Before upgrading to the new system, I spent a fair amount of time cleaning up my machines and testing them in every imaginable way, and I even added a big chunk of memory to the iMac. A minor surprise of a negative nature is the impossibility of using obsolescent software applications from the era preceding Mac OS X. Often, as the old saying goes, we don't miss something until it's no longer there. For me, in a Macintosh context, the thing that's no longer there is a splendid word processor named FrameMaker. I used this writing tool for years, up until Adobe suddenly decided—for reasons that most Mac aficionados never understood, let alone appreciated—that they no longer wished to support the Mac version of this product. My computer still houses all kinds of FrameMaker fragments, alongside loads of texts that I've translated from their original FrameMaker implementation into either Pages or Indesign. Whenever I wished to read a particular fragment, I could always open it with my version of FrameMaker that ran on the ancient Mac system. Well, since upgrading to Leopard, I'm no longer capable of opening and reading any of these old FrameMaker fragments... and this impossibility frustrates me a little from time to time. What it means is that I can henceforth only extract their essential raw content by means of a text tool such as TextEdit.
Talking about word processing, I'm amazed when I look back at this book, entitled Videotex in Europe, that I co-edited for the European Commission—in liaison with an employee, Carlo Vernimb—back in 1979: that's to say, before the start of the personal computing era.
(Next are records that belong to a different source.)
fn emit_status(
    console: &mut Console,
    view_data: &mut ViewData,
    internal_tx: &Sender<InternalEvent>,
    message: impl Into<String>,
) {
    console.dispatch(ConsoleCommand::SetStatus(message.into()));
    view_data.status_token = view_data.status_token.saturating_add(1);
    schedule_status_clear(internal_tx, view_data.status_token);
}

fn handle_key_event<R: AppRuntime>(
    console: &mut Console,
    runtime: &mut R,
    view_data: &mut ViewData,
    internal_tx: &Sender<InternalEvent>,
    key: KeyEvent,
) -> bool {
    if key.modifiers.contains(KeyModifiers::CONTROL) && key.code == KeyCode::Char('c') {
        return true;
    }

    match console.session_state() {
        SessionState::LoggedOut => handle_login_key(console, view_data, internal_tx, key),
        SessionState::Exited => handle_exited_key(console, view_data, internal_tx, key),
        SessionState::Active => {
            handle_console_key(console, runtime, view_data, internal_tx, key);
            false
        }
    }
}

fn handle_login_key(
    console: &mut Console,
    view_data: &mut ViewData,
    internal_tx: &Sender<InternalEvent>,
    key: KeyEvent,
) -> bool {
    let login = &mut view_data.login;
    match key.code {
        KeyCode::Esc => return true,
        KeyCode::Tab | KeyCode::BackTab | KeyCode::Up | KeyCode::Down => {
            login.field = match login.field {
                LoginField::Username => LoginField::Password,
                LoginField::Password => LoginField::Username,
            };
        }
        KeyCode::Backspace => {
            active_login_input(login).pop();
        }
        KeyCode::Enter => {
            let credentials = Credentials {
                username: login.username.trim().to_owned(),
                password: std::mem::take(&mut login.password),
            };
            let username = credentials.username.clone();
            let events = console.dispatch(ConsoleCommand::Login(credentials));
            if console.session_state() == SessionState::Active {
                info!(user = %username, "session started");
                view_data.focus = Focus::Catalog;
                view_data.catalog_cursor = 0;
                let greeting = if username.is_empty() {
                    "logged in".to_owned()
                } else {
                    format!("logged in as {username}")
                };
                emit_status(console, view_data, internal_tx, greeting);
            } else {
                report_rejections(console, view_data, internal_tx, events);
            }
        }
        KeyCode::Char(ch) if !key.modifiers.contains(KeyModifiers::CONTROL) => {
            active_login_input(login).push(ch);
        }
        _ => {}
    }
    false
}

fn active_login_input(login: &mut LoginUiState) -> &mut String {
    match login.field {
        LoginField::Username => &mut login.username,
        LoginField::Password => &mut login.password,
    }
}

fn handle_exited_key(
    console: &mut Console,
    view_data: &mut ViewData,
    internal_tx: &Sender<InternalEvent>,
    key: KeyEvent,
) -> bool {
    match key.code {
        KeyCode::Esc | KeyCode::Char('q') => return true,
        KeyCode::Left | KeyCode::BackTab => move_catalog_cursor(view_data, -1),
        KeyCode::Right | KeyCode::Tab => move_catalog_cursor(view_data, 1),
        KeyCode::Enter => {
            let id = CATALOG[view_data.catalog_cursor].id;
            select_query(console, view_data, internal_tx, id);
        }
        KeyCode::Char(ch) => {
            if let Some(id) = query_for_digit(ch) {
                select_query(console, view_data, internal_tx, id);
            }
        }
        _ => {}
    }
    false
}

fn handle_console_key<R: AppRuntime>(
    console: &mut Console,
    runtime: &mut R,
    view_data: &mut ViewData,
    internal_tx: &Sender<InternalEvent>,
    key: KeyEvent,
) {
    if key.modifiers.contains(KeyModifiers::CONTROL) {
        if key.code == KeyCode::Char('x') {
            let events = console.dispatch(ConsoleCommand::Exit);
            if events.contains(&ConsoleEvent::SessionChanged(SessionState::Exited)) {
                info!("session exited");
                view_data.focus = Focus::Catalog;
                view_data.field_index = 0;
                emit_status(console, view_data, internal_tx, "session ended");
            }
        }
        return;
    }

    match key.code {
        KeyCode::PageDown => {
            console.dispatch(ConsoleCommand::NextPage);
            return;
        }
        KeyCode::PageUp => {
            console.dispatch(ConsoleCommand::PrevPage);
            return;
        }
        _ => {}
    }

    match view_data.focus {
        Focus::Catalog => handle_catalog_key(console, view_data, internal_tx, key),
        Focus::Form => handle_form_key(console, runtime, view_data, internal_tx, key),
    }
}

fn handle_catalog_key(
    console: &mut Console,
    view_data: &mut ViewData,
    internal_tx: &Sender<InternalEvent>,
    key: KeyEvent,
) {
    match key.code {
        KeyCode::Left | KeyCode::BackTab => move_catalog_cursor(view_data, -1),
        KeyCode::Right | KeyCode::Tab => move_catalog_cursor(view_data, 1),
        KeyCode::Enter => {
            let id = CATALOG[view_data.catalog_cursor].id;
            select_query(console, view_data, internal_tx, id);
        }
        KeyCode::Down => {
            if console.form().selected().is_some() {
                view_data.focus = Focus::Form;
            }
        }
        KeyCode::Char('[') => {
            console.dispatch(ConsoleCommand::PrevPage);
        }
        KeyCode::Char(']') => {
            console.dispatch(ConsoleCommand::NextPage);
        }
        KeyCode::Char(ch) => {
            if let Some(id) = query_for_digit(ch) {
                select_query(console, view_data, internal_tx, id);
            }
        }
        _ => {}
    }
}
To produce the typescript of this document, I used a word-processing system that I had designed and implemented in Basic on a small IBM computer. Since the machine did not incorporate a display screen, the only way of materializing a man-machine dialogue consisted of using the keyboard and printer. Consequently, my word-processing system—called IRMA [Intelligent Rewriting Machine for Authors]—used extra wide sheets of paper. Communications between the author and the machine appeared on the left-hand side of the paper, and the final document was printed on the right-and side. This was an exceptionally clumsy approach to word processing, but my IRMA enabled me to produce this important document on the subject of videotex [a primitive ancestor of the Internet] for the European Commission. Today, admiring the Leopard system on my Mac, I realize that we've come a long way since then.